Wstaję rano, w pokoju jest tylko jeden kot, Sylvie. Jestem jak, co? Gdzie się podziała Pastel? Biegnę więc do Casy, a potem do mojego starego mieszkania. Może jakoś uciekł i tam trafił. Nic! Jestem naprawdę zestresowana.

Maszeruję więc prosto do miejsca do pisania notatek w Casa, obok biurka Kelly. Piszę notatkę, prosząc byty o odnalezienie Pastela i sprowadzenie go do domu.

Wracam do mojego pokoju w San Rafael. Czuję potrzebę zrobienia kryształowego łóżka. Moja kotka Sylvie wspina się na kryształowe łóżko i kładzie się najpierw na mojej czakrze korony, a następnie na sercu. Wszystko to dzieje się w ciągu kilku minut.

Następnie Sylvie schodzi z kryształowego łóżka. Podchodzi do mojej szafy, podnosi się na tylnych łapach i kładzie przednie łapy na szufladzie. Myślę sobie, czy ty mi coś mówisz? Mój racjonalny umysł oczywiście mówi, że to niemożliwe! Czy Pastel jest w szufladzie? Jak dostał się do środka? Jak szuflada została zamknięta?

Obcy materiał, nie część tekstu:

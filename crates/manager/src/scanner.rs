use crate::registry::{ContextKey, ManagerError};
use chan_core::config::ChanConfig;
use chan_core::market::entity::Bar;
use chan_core::structure::entity::Signal;
use chan_core::structure::error::AnalysisError;
use chan_engine::AnalysisContext;
use rayon::prelude::*;
use serde::Serialize;
use std::sync::Arc;
use std::sync::atomic::{AtomicBool, Ordering};
use tracing::{info, warn};

/// # Summary
/// 协作式取消标记，只在两次喂数之间被检查。
///
/// # Invariants
/// - 取消作用于进行中的扫描；若在扫描开始前发出，则作用于下一次扫描。
/// - 每次扫描结束后标记复位，扫描器可继续复用。
#[derive(Debug, Clone, Default)]
pub struct CancelToken(Arc<AtomicBool>);

impl CancelToken {
    pub fn new() -> Self {
        Self::default()
    }

    pub fn cancel(&self) {
        self.0.store(true, Ordering::Relaxed);
    }

    pub fn is_cancelled(&self) -> bool {
        self.0.load(Ordering::Relaxed)
    }

    /// 复位标记，返回复位前是否处于取消状态。
    fn reset(&self) -> bool {
        self.0.swap(false, Ordering::Relaxed)
    }
}

/// # Summary
/// 一次扫描任务：一个标的一个级别的完整 K 线序列。
#[derive(Debug, Clone)]
pub struct ScanJob {
    pub key: ContextKey,
    pub bars: Vec<Bar>,
}

/// # Summary
/// 扫描命中的近期买点。
#[derive(Debug, Clone, PartialEq, Serialize)]
pub struct ScanHit {
    pub key: ContextKey,
    pub signal: Signal,
}

#[derive(Debug, Clone, PartialEq, Serialize)]
pub struct ScanFailure {
    pub key: ContextKey,
    pub error: String,
}

/// # Summary
/// 一次批量扫描的汇总结果，顺序与任务顺序一致。
#[derive(Debug, Clone, Default, PartialEq, Serialize)]
pub struct ScanReport {
    pub hits: Vec<ScanHit>,
    pub failures: Vec<ScanFailure>,
    // 完整回放成功的任务数
    pub success: usize,
    // 因取消而中止的任务数
    pub cancelled: usize,
}

/// # Summary
/// 批量扫描器：在独立线程池上为每个任务回放一个全新的分析上下文，筛选近期买点。
///
/// # Invariants
/// - 每个任务独占一个上下文，任务之间没有共享可变状态。
/// - 取消只在两次 `feed` 之间生效，不会观察到半更新的结构。
pub struct Scanner {
    config: ChanConfig,
    pool: rayon::ThreadPool,
    // 最近多少根 K 线内的买点算作命中
    recent_window: usize,
    cancel: CancelToken,
}

impl Scanner {
    /// # Summary
    /// 创建扫描器及其工作线程池。
    ///
    /// # Arguments
    /// * `threads`: 工作线程数，0 表示使用 rayon 默认值 (CPU 核数)。
    /// * `recent_window`: 命中窗口，以 K 线根数计。
    pub fn new(
        config: ChanConfig,
        threads: usize,
        recent_window: usize,
    ) -> Result<Self, ManagerError> {
        config.validate().map_err(AnalysisError::from)?;
        let pool = rayon::ThreadPoolBuilder::new()
            .num_threads(threads)
            .thread_name(|i| format!("chan-scan-{}", i))
            .build()?;
        Ok(Self {
            config,
            pool,
            recent_window,
            cancel: CancelToken::new(),
        })
    }

    /// 取消标记的句柄，可在其他线程调用 `cancel()`。
    pub fn cancel_token(&self) -> CancelToken {
        self.cancel.clone()
    }

    /// # Summary
    /// 并行执行全部任务。
    ///
    /// # Logic
    /// 1. 在线程池内对任务做 `par_iter`，每个任务独立回放。
    /// 2. 按任务顺序汇总：成功的任务贡献命中，出错的记录失败，被取消的只计数。
    /// 3. 结束时复位取消标记。
    pub fn scan(&self, jobs: &[ScanJob]) -> ScanReport {
        info!(
            "Scanning {} series on {} threads",
            jobs.len(),
            self.pool.current_num_threads()
        );
        let outcomes: Vec<Result<Vec<ScanHit>, ManagerError>> =
            self.pool.install(|| jobs.par_iter().map(|job| self.run(job)).collect());
        if self.cancel.reset() {
            warn!("Scan cancelled, token reset for the next scan");
        }

        let mut report = ScanReport::default();
        for (job, outcome) in jobs.iter().zip(outcomes) {
            match outcome {
                Ok(hits) => {
                    report.success += 1;
                    report.hits.extend(hits);
                }
                Err(ManagerError::Cancelled) => report.cancelled += 1,
                Err(e) => {
                    warn!("Scan of {} failed: {}", job.key, e);
                    report.failures.push(ScanFailure {
                        key: job.key.clone(),
                        error: e.to_string(),
                    });
                }
            }
        }
        info!(
            success = report.success,
            failures = report.failures.len(),
            cancelled = report.cancelled,
            hits = report.hits.len(),
            "Scan finished"
        );
        report
    }

    fn run(&self, job: &ScanJob) -> Result<Vec<ScanHit>, ManagerError> {
        let mut ctx = AnalysisContext::with_timeframe(self.config.clone(), job.key.timeframe)?;
        for bar in &job.bars {
            if self.cancel.is_cancelled() {
                return Err(ManagerError::Cancelled);
            }
            ctx.feed(bar.clone())?;
        }
        let cutoff = ctx.bars().len().saturating_sub(self.recent_window);
        Ok(ctx
            .signals()
            .iter()
            .filter(|s| s.is_buy && s.bar >= cutoff)
            .map(|s| ScanHit {
                key: job.key.clone(),
                signal: s.clone(),
            })
            .collect())
    }
}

Po kilku sekundach wstaję z kryształowego łóżka. Najpierw otwieram drzwi szafy. Mój umysł nie jest w stanie ogarnąć szuflady. W szafie nic nie ma. Otwieram więc szufladę, którą wskazała Sylvie. Zgadnij, kogo znajduję?

Śmialiśmy się z tego przez cały ranek! Mam nadzieję, że to potwierdziło twoje zaufanie i dało ci dobry śmiech!